In the February, 1957, Official Summary it was reported that Henry Ford II disposed of 9,000 shares of Class B and in September, 1957, it was shown that he disposed of 100,000 shares and acquired 100,000 shares of the common. The March, 1959, report showed him disposing of 19,415 Class B shares in a private sale and that he had established a holding company that owned 3,284 shares; he retained 815,901 Class B shares at this point. By September, 1959, he had reduced his common holdings to 90,500 shares.
As of September, 1964, Henry Ford II no longer held any common in his own name but did hold 43,846 shares through a trust.
In March, 1964, it was reported that he now owned 1,319,576 Class B shares, held 75,000 B shares in trust, 12,000 B shares through holding companies and was trustee for 316,398 B shares. He now held 99,846 common -shares in a trust.

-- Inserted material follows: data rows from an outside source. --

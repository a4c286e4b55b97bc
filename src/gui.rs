use anyhow::anyhow;
use beamtrace::{
    RenderSettings, Session, demo,
    geometry::{ScreenSize, WorldVector},
    session::InputState,
};
use eframe::{App, CreationContext, Frame, egui};
use egui::{CentralPanel, ColorImage, Image, Key, TextureOptions, TopBottomPanel};
use log::error;

pub struct BeamtraceGui {
    session: Session,
    texture: egui::TextureHandle,
}

impl BeamtraceGui {
    pub fn new(session: Session, cc: &CreationContext<'_>) -> Self {
        let resolution = session.camera().get_resolution();
        let texture = cc.egui_ctx.load_texture(
            "rendered",
            ColorImage::new(
                [resolution.x as usize, resolution.y as usize],
                egui::Color32::BLACK,
            ),
            TextureOptions::LINEAR,
        );
        BeamtraceGui { session, texture }
    }
}

/// Reads held keys: WASD + R/F move the camera, arrows turn it, IJKL + U/O move
/// the selected object, Q/E turn it and Tab changes the selection.
fn read_input(input: &egui::InputState) -> InputState {
    let axis = |positive: Key, negative: Key| {
        (input.key_down(positive) as i32 - input.key_down(negative) as i32) as f32
    };
    InputState {
        camera_move: WorldVector::new(axis(Key::D, Key::A), axis(Key::R, Key::F), axis(Key::W, Key::S)),
        yaw: axis(Key::ArrowLeft, Key::ArrowRight),
        pitch: axis(Key::ArrowUp, Key::ArrowDown),
        object_move: WorldVector::new(axis(Key::L, Key::J), axis(Key::U, Key::O), axis(Key::K, Key::I)),
        object_turn: axis(Key::Q, Key::E),
        select_next: input.key_pressed(Key::Tab),
    }
}

impl App for BeamtraceGui {
    fn update(&mut self, ctx: &egui::Context, _frame: &mut Frame) {
        let (dt, input) = ctx.input(|i| (i.stable_dt, read_input(i)));

        match self.session.frame(dt, &input) {
            Ok(image) => {
                let size = [image.width() as usize, image.height() as usize];
                self.texture.set(
                    ColorImage::from_rgba_unmultiplied(size, image.as_raw()),
                    TextureOptions::LINEAR,
                );
            }
            Err(err) => error!("Frame failed: {err:#}"),
        }

        TopBottomPanel::bottom("status").show(ctx, |ui| {
            let score = &self.session.scene().score;
            ui.label(format!(
                "Targets lit: {}/{}{}  Selected: {}",
                score.lit_targets,
                score.target_required,
                if self.session.goal_reached() { " (goal reached)" } else { "" },
                self.session
                    .selected()
                    .map_or_else(|| "none".to_string(), |id| id.index().to_string()),
            ));
        });
        CentralPanel::default().show(ctx, |ui| {
            ui.centered_and_justified(|ui| {
                ui.add(Image::from_texture(&self.texture).shrink_to_fit())
            })
        });
        ctx.request_repaint();
    }
}

fn main() -> anyhow::Result<()> {
    env_logger::init();

    eframe::run_native(
        "Beamtrace",
        Default::default(),
        Box::new(|cc| {
            let demo = demo::build(ScreenSize::new(320, 240))?;
            let session = Session::from_demo(demo, RenderSettings::default());
            Ok(Box::new(BeamtraceGui::new(session, cc)))
        }),
    )
    .map_err(|err| anyhow!("GUI failed: {err}"))
}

In January, 1962, it was reported that Benson Ford had reduced his direct holdings of the Class B to 894,147 shares but indirectly held 5,987 in holding companies and 105,456 in trust.
These are the latest positions through 1965 shown for the two men. No positions are shown for William or Charlotte Ford, which presumably were originally identical.
As reported earlier in this account, the Ford family effectively controls the Ford Motor Company and would continue to control it even if a considerable amount of additional common stock were given voting power through sale by the Ford Foundation.
The Mellon Family
The SEC report of March, 1965, showed Richard King Mellon clearing out his last 100 shares of Aluminum Company of America $3. 75 cumulative preferred stock, leaving his holdings in this issue at zero. In July, 1963, however, he was shown as holding 861,200 common shares of Alcoa ($61-1/2-$79-5/8) ) after disposing of 291,552 shares. Alcoa is the world's largest aluminum producer. And in June, 1963, he retained 2,809,922 shares of Gulf Oil ($87-$94-1/4) ) after disposing of 1,943,580. But in July, 1961, he held 4,666,929 shares of Gulf after selling 400,000 shares.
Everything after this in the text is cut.